With Otter, Sam Garton created a character who readjusts the role of love in education because it becomes a factor of socialization based on reciprocity and not on affective dependence. It is no longer used to enforce the adaptation to standards which don’t take into account the indispensable exchange between individuals who learn to respect their difference for their own sake and for a more intense and richer life through daily practice. Failures are part of this process since mediating between individuals requires individual solutions which can’t be but symbolical to allow the evolution of opposite viewpoints into a creative synergy like between Otter and Keeper. Both are bound by their reciprocal desire to make the other one happy according to his abilities instead of personal expectations. Each cannot but be disappointed which would deprive them of what’s best in otherness: being surprised again and again by new aspects the differences never cease to reveal.

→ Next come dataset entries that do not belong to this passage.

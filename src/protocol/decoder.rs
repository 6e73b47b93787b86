//! # Key State Decoder
//!
//! Turns a raw poll response into a [`KeyState`].
//!
//! ## Response Layout
//!
//! | Offset | Content |
//! |--------|---------|
//! | 0 | Idle (0xFF) |
//! | 1 | Device id: high nibble = mode, low nibble = 16-bit data words |
//! | 2 | Ready marker (0x5A) |
//! | 3 | Select, L3, R3, Start, Up, Right, Down, Left (bit 0..7) |
//! | 4 | L2, R2, L1, R1, Triangle, Circle, Cross, Square (bit 0..7) |
//! | 5-8 | Right X, Right Y, Left X, Left Y |
//! | 9-20 | Pressures: Right, Left, Up, Down, Triangle, Circle, Cross, Square, L1, R1, L2, R2 |
//!
//! Button bits are active-low: a cleared bit means pressed.
//!
//! Higher modes report a superset of the lower ones at the same offsets, so
//! decoding runs tier by tier: pressure mode fills the pressures and then
//! everything analog mode fills, which in turn fills the digital buttons.

use tracing::warn;

/// Device id reported in digital mode
pub const DEVICE_ID_DIGITAL: u8 = 0x41;
/// Device id reported in analog mode
pub const DEVICE_ID_ANALOG: u8 = 0x73;
/// Device id reported in analog mode with pressure sensitive buttons
pub const DEVICE_ID_PRESSURE: u8 = 0x79;
/// Device id reported while inside a config session
pub const DEVICE_ID_CONFIG: u8 = 0xF3;
/// Line idles high when nothing answers
pub const DEVICE_ID_NOT_PRESENT: u8 = 0xFF;

/// Offset of the device id in every response
pub const DEVICE_ID_OFFSET: usize = 1;

/// Number of header bytes before the data words
pub const RESPONSE_HEADER_LEN: usize = 3;

const BUTTONS_LOW_OFFSET: usize = 3;
const BUTTONS_HIGH_OFFSET: usize = 4;
const AXES_OFFSET: usize = 5;
const PRESSURES_OFFSET: usize = 9;

// Byte 3 masks
const MASK_SELECT: u8 = 0x01;
const MASK_L3: u8 = 0x02;
const MASK_R3: u8 = 0x04;
const MASK_START: u8 = 0x08;
const MASK_UP: u8 = 0x10;
const MASK_RIGHT: u8 = 0x20;
const MASK_DOWN: u8 = 0x40;
const MASK_LEFT: u8 = 0x80;

// Byte 4 masks
const MASK_L2: u8 = 0x01;
const MASK_R2: u8 = 0x02;
const MASK_L1: u8 = 0x04;
const MASK_R1: u8 = 0x08;
const MASK_TRIANGLE: u8 = 0x10;
const MASK_CIRCLE: u8 = 0x20;
const MASK_CROSS: u8 = 0x40;
const MASK_SQUARE: u8 = 0x80;

/// Reporting mode a pad announces through its device id
#[derive(Debug, Clone, Copy, PartialEq, Eq)]
pub enum DeviceMode {
    Digital,
    Analog,
    Pressure,
    /// Pad is inside a config session
    Config,
    /// No pad answered on this channel
    NotPresent,
    Other(u8),
}

impl DeviceMode {
    pub fn from_id(id: u8) -> Self {
        match id {
            DEVICE_ID_DIGITAL => DeviceMode::Digital,
            DEVICE_ID_ANALOG => DeviceMode::Analog,
            DEVICE_ID_PRESSURE => DeviceMode::Pressure,
            DEVICE_ID_CONFIG => DeviceMode::Config,
            DEVICE_ID_NOT_PRESENT => DeviceMode::NotPresent,
            other => DeviceMode::Other(other),
        }
    }

    /// Classify a raw response by its device id byte
    pub fn of_response(response: &[u8]) -> Self {
        match response.get(DEVICE_ID_OFFSET) {
            Some(&id) => Self::from_id(id),
            None => DeviceMode::NotPresent,
        }
    }
}

/// Total response length announced by a device id
///
/// The low nibble counts 16-bit data words following the 3-byte header.
pub fn announced_len(device_id: u8) -> usize {
    RESPONSE_HEADER_LEN + 2 * (device_id & 0x0F) as usize
}

/// Active-low decode of one button bit: cleared means pressed
pub fn is_pressed(byte: u8, mask: u8) -> bool {
    byte & mask == 0
}

/// Digital buttons, `true` = pressed
#[derive(Debug, Clone, Copy, Default, PartialEq, Eq)]
pub struct DigitalButtons {
    pub select: bool,
    pub start: bool,
    pub up: bool,
    pub right: bool,
    pub down: bool,
    pub left: bool,
    pub l2: bool,
    pub r2: bool,
    pub l1: bool,
    pub r1: bool,
    pub triangle: bool,
    pub circle: bool,
    pub cross: bool,
    pub square: bool,
}

impl DigitalButtons {
    fn decode(low: u8, high: u8) -> Self {
        Self {
            select: is_pressed(low, MASK_SELECT),
            start: is_pressed(low, MASK_START),
            up: is_pressed(low, MASK_UP),
            right: is_pressed(low, MASK_RIGHT),
            down: is_pressed(low, MASK_DOWN),
            left: is_pressed(low, MASK_LEFT),
            l2: is_pressed(high, MASK_L2),
            r2: is_pressed(high, MASK_R2),
            l1: is_pressed(high, MASK_L1),
            r1: is_pressed(high, MASK_R1),
            triangle: is_pressed(high, MASK_TRIANGLE),
            circle: is_pressed(high, MASK_CIRCLE),
            cross: is_pressed(high, MASK_CROSS),
            square: is_pressed(high, MASK_SQUARE),
        }
    }

    /// Iterate `(name, pressed)` over every button
    pub fn iter(&self) -> impl Iterator<Item = (&'static str, bool)> {
        [
            ("select", self.select),
            ("start", self.start),
            ("up", self.up),
            ("right", self.right),
            ("down", self.down),
            ("left", self.left),
            ("l2", self.l2),
            ("r2", self.r2),
            ("l1", self.l1),
            ("r1", self.r1),
            ("triangle", self.triangle),
            ("circle", self.circle),
            ("cross", self.cross),
            ("square", self.square),
        ]
        .into_iter()
    }
}

/// Stick axes and stick clicks reported in analog mode
///
/// Axes are raw 0-255 with center near 128.
#[derive(Debug, Clone, Copy, PartialEq, Eq)]
pub struct AnalogSticks {
    pub l3: bool,
    pub r3: bool,
    pub right_x: u8,
    pub right_y: u8,
    pub left_x: u8,
    pub left_y: u8,
}

impl AnalogSticks {
    fn decode(response: &[u8]) -> Self {
        let low = response[BUTTONS_LOW_OFFSET];
        Self {
            l3: is_pressed(low, MASK_L3),
            r3: is_pressed(low, MASK_R3),
            right_x: response[AXES_OFFSET],
            right_y: response[AXES_OFFSET + 1],
            left_x: response[AXES_OFFSET + 2],
            left_y: response[AXES_OFFSET + 3],
        }
    }
}

/// Pressure levels, passed through as reported (0xFF released, 0x00 fully pressed)
#[derive(Debug, Clone, Copy, PartialEq, Eq)]
pub struct Pressures {
    pub right: u8,
    pub left: u8,
    pub up: u8,
    pub down: u8,
    pub triangle: u8,
    pub circle: u8,
    pub cross: u8,
    pub square: u8,
    pub l1: u8,
    pub r1: u8,
    pub l2: u8,
    pub r2: u8,
}

impl Pressures {
    fn decode(response: &[u8]) -> Self {
        let p = &response[PRESSURES_OFFSET..PRESSURES_OFFSET + 12];
        Self {
            right: p[0],
            left: p[1],
            up: p[2],
            down: p[3],
            triangle: p[4],
            circle: p[5],
            cross: p[6],
            square: p[7],
            l1: p[8],
            r1: p[9],
            l2: p[10],
            r2: p[11],
        }
    }
}

/// Input snapshot of one pad, tagged by reporting mode
///
/// Each variant carries everything the lower ones do.
#[derive(Debug, Clone, Copy, PartialEq, Eq)]
pub enum KeyState {
    Unknown,
    Digital {
        buttons: DigitalButtons,
    },
    Analog1 {
        buttons: DigitalButtons,
        sticks: AnalogSticks,
    },
    Analog2 {
        buttons: DigitalButtons,
        sticks: AnalogSticks,
        pressures: Pressures,
    },
}

impl KeyState {
    pub fn buttons(&self) -> Option<&DigitalButtons> {
        match self {
            KeyState::Unknown => None,
            KeyState::Digital { buttons }
            | KeyState::Analog1 { buttons, .. }
            | KeyState::Analog2 { buttons, .. } => Some(buttons),
        }
    }

    pub fn sticks(&self) -> Option<&AnalogSticks> {
        match self {
            KeyState::Analog1 { sticks, .. } | KeyState::Analog2 { sticks, .. } => Some(sticks),
            _ => None,
        }
    }

    pub fn pressures(&self) -> Option<&Pressures> {
        match self {
            KeyState::Analog2 { pressures, .. } => Some(pressures),
            _ => None,
        }
    }

    pub fn is_unknown(&self) -> bool {
        matches!(self, KeyState::Unknown)
    }
}

/// Reporting tiers, ordered by capability
#[derive(Debug, Clone, Copy, PartialEq, Eq, PartialOrd, Ord)]
enum Tier {
    Digital,
    Analog1,
    Analog2,
}

impl Tier {
    fn from_id(id: u8) -> Option<Self> {
        match id {
            DEVICE_ID_DIGITAL => Some(Tier::Digital),
            DEVICE_ID_ANALOG => Some(Tier::Analog1),
            DEVICE_ID_PRESSURE => Some(Tier::Analog2),
            _ => None,
        }
    }
}

/// Decode a poll response into a key state
///
/// Pure function of `response`. Device ids other than digital, analog and
/// pressure mode yield [`KeyState::Unknown`], as does a buffer shorter than
/// the length its device id announces. Both cases are logged as warnings,
/// except for the config-session and no-pad ids.
///
/// # Examples
///
/// ```
/// use psxpad::protocol::decoder::{decode_key_state, KeyState};
///
/// let mut response = [0u8; 21];
/// response[1] = 0x41;
/// response[3] = 0xFF;
/// response[4] = 0xBF; // Cross held
///
/// let state = decode_key_state(&response);
/// assert!(matches!(state, KeyState::Digital { .. }));
/// assert!(state.buttons().unwrap().cross);
/// ```
pub fn decode_key_state(response: &[u8]) -> KeyState {
    let Some(&device_id) = response.get(DEVICE_ID_OFFSET) else {
        return KeyState::Unknown;
    };

    let Some(tier) = Tier::from_id(device_id) else {
        if let DeviceMode::Other(id) = DeviceMode::from_id(device_id) {
            warn!("Unsupported device id 0x{:02X}", id);
        }
        return KeyState::Unknown;
    };

    let required = announced_len(device_id);
    if response.len() < required {
        warn!(
            "Response too short for device id 0x{:02X}: {} bytes, need {}",
            device_id,
            response.len(),
            required
        );
        return KeyState::Unknown;
    }

    let buttons =
        DigitalButtons::decode(response[BUTTONS_LOW_OFFSET], response[BUTTONS_HIGH_OFFSET]);

    if tier < Tier::Analog1 {
        return KeyState::Digital { buttons };
    }

    let sticks = AnalogSticks::decode(response);

    if tier < Tier::Analog2 {
        return KeyState::Analog1 { buttons, sticks };
    }

    KeyState::Analog2 {
        buttons,
        sticks,
        pressures: Pressures::decode(response),
    }
}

The author stresses this more humorously and explicitly in one of his internet stories where Keeper lets Otter draw what she is good at to cheer her up: “Climbing things I’m not supposed to – Fighting the hoover – Looking pretty for the otter keeper – Teaching people who know less than me – Hiding from the otter keeper – Looking after things – Sneaking up on my ball when it’s not looking – Sleeping” summing up the “Things (she’s) really good at”.  This odd list underlines his purpose; by doing it, she becomes aware of what she is really able to do and what matters to her so that she no longer feels attracted by achievements which don’t match her real interests. At the same times, her naïve drawings do Keeper much more good than by him trying to behave like a working adult.

She surprises him by revealing to him who she is: a young otter living at his home joining animalistic antics with the whimsical behavior of a young girl! Her unpredictable character can’t help but perk him up in comparison with his regular life, her activities appear humorously distracting because they are carefree like her drawings which she did only for her and Keeper’s pleasure. So, no matter how ridiculously awkward they might seem to anyone who isn’t involved in her life, they give Keeper an immeasurable value like any child’s drawing do for their parents. They are not artwork, as the implicit comparison with the illustrations suggest, they are most precious testimonies of her unconditional love which, remember, was important for her during her evolution. However, Keeper an evolved artist, realized that her strength was precisely her inner freedom which lets her express spontaneously what she feels simply because she needed to express it.  He rewarded her innocent generosity towards him by making her the heroine of the book which tells how they get along together in a reciprocal playful mode inciting them to do the best of themselves for their common pleasure. Thus, their unlikely couple opposes creative emulation to social competition and bets on love to change mentalities progressively because it lets everyone become aware of what is precious for another.